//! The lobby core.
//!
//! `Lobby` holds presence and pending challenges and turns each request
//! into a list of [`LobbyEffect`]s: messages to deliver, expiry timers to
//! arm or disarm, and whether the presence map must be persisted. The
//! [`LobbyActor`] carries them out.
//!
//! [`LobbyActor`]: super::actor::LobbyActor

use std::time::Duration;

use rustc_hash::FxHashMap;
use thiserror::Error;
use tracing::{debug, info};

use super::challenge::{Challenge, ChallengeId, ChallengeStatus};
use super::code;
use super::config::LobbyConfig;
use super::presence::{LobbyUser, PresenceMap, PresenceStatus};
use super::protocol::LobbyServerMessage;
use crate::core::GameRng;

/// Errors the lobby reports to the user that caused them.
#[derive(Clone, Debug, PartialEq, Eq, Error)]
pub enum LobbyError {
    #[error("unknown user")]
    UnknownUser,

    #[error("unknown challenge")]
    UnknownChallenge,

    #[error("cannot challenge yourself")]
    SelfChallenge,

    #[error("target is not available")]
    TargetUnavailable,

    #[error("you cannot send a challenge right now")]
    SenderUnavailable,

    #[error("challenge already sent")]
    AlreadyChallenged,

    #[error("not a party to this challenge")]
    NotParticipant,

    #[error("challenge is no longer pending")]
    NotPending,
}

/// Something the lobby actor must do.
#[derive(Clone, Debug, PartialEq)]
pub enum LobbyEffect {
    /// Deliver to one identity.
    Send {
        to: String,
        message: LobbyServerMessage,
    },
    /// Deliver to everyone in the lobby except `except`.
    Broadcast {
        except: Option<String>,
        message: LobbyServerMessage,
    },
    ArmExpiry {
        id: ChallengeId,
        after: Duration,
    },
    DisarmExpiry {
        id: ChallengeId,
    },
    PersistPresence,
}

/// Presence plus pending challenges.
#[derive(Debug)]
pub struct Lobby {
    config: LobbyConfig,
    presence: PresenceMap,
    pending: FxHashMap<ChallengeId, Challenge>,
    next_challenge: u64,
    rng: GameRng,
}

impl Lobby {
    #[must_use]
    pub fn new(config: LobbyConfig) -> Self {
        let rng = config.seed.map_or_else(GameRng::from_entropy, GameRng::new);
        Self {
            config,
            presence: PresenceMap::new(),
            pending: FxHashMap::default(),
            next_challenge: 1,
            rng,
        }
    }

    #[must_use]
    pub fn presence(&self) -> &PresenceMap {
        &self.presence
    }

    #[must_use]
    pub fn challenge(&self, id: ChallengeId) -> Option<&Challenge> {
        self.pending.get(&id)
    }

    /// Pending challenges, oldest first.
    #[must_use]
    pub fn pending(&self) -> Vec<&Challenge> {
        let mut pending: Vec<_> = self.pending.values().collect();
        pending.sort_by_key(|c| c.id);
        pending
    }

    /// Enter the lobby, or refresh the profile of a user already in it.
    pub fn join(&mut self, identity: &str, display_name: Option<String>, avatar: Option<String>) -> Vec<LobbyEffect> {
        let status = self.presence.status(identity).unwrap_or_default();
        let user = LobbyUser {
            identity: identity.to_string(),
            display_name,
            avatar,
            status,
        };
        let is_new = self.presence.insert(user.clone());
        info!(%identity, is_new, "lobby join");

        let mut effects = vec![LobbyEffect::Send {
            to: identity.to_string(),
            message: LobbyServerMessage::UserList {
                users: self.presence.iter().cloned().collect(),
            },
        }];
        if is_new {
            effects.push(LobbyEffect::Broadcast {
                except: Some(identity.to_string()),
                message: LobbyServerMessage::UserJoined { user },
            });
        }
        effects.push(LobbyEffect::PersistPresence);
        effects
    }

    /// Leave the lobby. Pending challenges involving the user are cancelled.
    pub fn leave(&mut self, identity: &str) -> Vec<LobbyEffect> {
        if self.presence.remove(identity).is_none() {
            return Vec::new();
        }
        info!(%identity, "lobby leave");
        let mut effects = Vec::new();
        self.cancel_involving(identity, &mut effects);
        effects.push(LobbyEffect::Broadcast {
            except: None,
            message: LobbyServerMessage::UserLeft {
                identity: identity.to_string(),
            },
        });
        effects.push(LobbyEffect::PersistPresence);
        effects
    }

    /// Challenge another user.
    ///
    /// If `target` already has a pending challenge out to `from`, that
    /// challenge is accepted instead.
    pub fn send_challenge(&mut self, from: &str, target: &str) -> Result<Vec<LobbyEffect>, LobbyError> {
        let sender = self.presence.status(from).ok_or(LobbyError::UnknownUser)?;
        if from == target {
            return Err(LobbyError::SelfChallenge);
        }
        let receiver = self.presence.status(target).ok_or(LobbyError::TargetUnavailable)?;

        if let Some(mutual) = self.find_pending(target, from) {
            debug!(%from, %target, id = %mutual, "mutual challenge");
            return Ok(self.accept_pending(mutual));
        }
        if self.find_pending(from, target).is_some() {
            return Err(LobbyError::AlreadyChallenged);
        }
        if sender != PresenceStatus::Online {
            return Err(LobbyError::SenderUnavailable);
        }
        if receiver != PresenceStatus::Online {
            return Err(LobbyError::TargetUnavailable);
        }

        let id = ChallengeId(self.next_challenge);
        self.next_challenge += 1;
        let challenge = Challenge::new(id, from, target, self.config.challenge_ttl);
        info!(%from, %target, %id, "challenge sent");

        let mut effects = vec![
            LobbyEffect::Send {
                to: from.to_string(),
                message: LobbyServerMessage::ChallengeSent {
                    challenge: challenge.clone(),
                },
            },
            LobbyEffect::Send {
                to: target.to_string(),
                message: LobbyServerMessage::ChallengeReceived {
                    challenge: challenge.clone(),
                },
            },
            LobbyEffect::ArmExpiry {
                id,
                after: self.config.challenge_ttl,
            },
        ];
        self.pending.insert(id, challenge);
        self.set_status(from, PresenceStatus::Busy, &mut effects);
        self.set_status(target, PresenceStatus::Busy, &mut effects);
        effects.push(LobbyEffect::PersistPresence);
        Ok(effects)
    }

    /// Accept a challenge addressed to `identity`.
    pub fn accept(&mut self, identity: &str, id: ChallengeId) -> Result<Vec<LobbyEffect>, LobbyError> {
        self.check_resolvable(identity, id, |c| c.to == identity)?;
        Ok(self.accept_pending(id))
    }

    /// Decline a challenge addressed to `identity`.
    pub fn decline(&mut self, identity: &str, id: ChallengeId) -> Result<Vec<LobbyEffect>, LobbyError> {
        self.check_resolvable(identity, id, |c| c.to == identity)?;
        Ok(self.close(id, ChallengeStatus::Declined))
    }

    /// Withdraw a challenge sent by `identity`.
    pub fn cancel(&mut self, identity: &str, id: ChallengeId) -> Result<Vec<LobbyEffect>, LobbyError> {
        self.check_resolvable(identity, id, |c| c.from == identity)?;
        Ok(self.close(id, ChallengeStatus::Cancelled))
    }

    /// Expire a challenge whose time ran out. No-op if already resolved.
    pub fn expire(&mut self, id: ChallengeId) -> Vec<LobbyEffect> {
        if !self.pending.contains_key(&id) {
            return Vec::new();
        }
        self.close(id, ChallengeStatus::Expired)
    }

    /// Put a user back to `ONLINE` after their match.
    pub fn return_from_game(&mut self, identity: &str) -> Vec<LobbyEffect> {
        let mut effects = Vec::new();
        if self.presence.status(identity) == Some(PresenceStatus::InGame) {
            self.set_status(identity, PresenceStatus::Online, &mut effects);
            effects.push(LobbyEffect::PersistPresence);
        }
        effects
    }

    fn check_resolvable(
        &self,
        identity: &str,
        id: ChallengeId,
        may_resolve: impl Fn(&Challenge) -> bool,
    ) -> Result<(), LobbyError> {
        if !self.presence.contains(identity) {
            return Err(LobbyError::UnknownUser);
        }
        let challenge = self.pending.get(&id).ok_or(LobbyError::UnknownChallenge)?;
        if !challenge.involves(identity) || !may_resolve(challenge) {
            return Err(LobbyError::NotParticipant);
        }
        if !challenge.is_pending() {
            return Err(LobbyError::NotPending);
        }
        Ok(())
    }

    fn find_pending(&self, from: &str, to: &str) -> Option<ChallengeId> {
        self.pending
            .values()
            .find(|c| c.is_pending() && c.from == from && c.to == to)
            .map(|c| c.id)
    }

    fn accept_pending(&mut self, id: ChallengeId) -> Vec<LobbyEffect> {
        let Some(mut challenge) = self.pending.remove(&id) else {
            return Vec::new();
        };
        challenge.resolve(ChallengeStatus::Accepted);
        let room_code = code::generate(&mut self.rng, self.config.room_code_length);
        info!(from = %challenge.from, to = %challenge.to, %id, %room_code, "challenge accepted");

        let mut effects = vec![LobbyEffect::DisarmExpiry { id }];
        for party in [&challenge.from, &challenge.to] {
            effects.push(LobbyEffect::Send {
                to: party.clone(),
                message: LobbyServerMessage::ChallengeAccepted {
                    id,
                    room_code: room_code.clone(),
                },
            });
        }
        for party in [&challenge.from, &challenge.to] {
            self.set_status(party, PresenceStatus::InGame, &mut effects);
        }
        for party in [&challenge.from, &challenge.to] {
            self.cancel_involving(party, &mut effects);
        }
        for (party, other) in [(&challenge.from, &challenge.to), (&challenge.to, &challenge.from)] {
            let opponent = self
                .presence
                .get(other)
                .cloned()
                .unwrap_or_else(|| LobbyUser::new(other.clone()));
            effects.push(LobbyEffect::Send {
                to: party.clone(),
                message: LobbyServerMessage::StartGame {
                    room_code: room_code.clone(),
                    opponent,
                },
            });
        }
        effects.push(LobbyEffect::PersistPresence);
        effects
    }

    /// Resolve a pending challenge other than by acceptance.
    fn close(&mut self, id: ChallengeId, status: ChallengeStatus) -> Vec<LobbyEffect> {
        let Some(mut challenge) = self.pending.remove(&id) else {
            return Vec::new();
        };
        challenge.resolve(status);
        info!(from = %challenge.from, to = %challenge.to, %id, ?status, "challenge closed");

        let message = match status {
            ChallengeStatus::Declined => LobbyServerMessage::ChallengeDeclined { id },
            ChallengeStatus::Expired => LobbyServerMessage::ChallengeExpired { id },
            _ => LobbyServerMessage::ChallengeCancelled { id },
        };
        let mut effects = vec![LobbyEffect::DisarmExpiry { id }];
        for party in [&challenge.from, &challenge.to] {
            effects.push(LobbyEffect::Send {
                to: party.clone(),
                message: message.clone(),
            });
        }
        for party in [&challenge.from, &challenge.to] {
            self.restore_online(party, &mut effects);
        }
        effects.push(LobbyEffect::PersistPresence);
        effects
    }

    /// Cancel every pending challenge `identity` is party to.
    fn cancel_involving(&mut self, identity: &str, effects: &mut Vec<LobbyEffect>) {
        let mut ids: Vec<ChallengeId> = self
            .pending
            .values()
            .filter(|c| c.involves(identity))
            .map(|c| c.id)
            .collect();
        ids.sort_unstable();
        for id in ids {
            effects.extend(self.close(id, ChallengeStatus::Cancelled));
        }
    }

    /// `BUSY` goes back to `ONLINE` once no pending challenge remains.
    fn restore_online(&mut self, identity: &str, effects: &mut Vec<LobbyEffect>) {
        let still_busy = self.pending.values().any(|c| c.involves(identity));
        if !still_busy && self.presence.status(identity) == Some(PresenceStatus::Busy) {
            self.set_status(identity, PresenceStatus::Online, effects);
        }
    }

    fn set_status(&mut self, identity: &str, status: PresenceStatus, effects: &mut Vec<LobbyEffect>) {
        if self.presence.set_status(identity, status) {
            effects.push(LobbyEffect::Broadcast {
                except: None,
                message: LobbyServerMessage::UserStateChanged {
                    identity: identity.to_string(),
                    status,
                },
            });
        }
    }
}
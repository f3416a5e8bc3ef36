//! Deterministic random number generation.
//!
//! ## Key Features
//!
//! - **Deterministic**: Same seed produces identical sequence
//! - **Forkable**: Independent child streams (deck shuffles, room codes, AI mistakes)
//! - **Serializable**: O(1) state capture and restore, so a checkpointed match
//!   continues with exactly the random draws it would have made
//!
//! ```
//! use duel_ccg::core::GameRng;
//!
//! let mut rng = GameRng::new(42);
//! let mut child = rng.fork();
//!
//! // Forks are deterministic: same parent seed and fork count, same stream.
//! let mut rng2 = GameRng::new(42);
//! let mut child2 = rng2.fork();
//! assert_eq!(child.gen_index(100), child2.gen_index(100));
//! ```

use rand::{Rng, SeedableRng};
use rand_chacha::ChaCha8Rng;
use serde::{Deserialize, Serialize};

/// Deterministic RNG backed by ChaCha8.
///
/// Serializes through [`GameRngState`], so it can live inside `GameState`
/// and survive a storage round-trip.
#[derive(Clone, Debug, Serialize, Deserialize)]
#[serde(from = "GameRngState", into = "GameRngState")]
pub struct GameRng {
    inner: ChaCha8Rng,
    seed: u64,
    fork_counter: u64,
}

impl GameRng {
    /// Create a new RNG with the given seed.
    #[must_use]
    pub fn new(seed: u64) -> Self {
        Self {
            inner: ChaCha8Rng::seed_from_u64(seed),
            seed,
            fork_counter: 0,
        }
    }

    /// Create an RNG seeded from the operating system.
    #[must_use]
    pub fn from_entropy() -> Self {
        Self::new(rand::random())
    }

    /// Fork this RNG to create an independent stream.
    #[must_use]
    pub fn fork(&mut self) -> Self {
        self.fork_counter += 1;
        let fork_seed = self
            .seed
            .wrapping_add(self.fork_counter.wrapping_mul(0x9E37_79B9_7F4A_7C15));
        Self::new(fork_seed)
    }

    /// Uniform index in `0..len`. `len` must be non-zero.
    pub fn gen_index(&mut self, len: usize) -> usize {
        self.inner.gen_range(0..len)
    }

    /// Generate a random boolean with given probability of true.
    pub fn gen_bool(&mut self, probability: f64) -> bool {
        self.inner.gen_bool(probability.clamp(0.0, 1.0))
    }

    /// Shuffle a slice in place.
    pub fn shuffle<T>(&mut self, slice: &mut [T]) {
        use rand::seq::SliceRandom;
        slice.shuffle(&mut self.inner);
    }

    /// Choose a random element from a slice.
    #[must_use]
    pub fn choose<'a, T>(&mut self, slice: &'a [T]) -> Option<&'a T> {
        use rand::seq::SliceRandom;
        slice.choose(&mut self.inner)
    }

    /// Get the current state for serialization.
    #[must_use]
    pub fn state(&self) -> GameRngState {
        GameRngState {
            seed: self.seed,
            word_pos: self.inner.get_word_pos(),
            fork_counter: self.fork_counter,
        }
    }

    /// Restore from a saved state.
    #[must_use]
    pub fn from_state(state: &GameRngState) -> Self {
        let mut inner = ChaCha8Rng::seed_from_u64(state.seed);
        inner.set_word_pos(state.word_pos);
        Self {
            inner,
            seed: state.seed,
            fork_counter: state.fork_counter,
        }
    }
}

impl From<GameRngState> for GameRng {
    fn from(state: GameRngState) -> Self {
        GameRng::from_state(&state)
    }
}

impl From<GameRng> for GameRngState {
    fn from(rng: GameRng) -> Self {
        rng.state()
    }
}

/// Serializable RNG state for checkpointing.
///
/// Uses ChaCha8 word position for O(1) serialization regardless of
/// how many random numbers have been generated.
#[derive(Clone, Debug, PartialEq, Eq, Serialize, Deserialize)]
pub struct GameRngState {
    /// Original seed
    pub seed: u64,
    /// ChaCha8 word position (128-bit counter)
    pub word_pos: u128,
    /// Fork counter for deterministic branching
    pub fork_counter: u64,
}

▸ **To do**
Search the records for the string "Option", and copy every line that holds it.

▸ **Answer space**
        except: Option<String>,
    pub fn challenge(&self, id: ChallengeId) -> Option<&Challenge> {
    pub fn join(&mut self, identity: &str, display_name: Option<String>, avatar: Option<String>) -> Vec<LobbyEffect> {
    fn find_pending(&self, from: &str, to: &str) -> Option<ChallengeId> {
    pub fn choose<'a, T>(&mut self, slice: &'a [T]) -> Option<&'a T> {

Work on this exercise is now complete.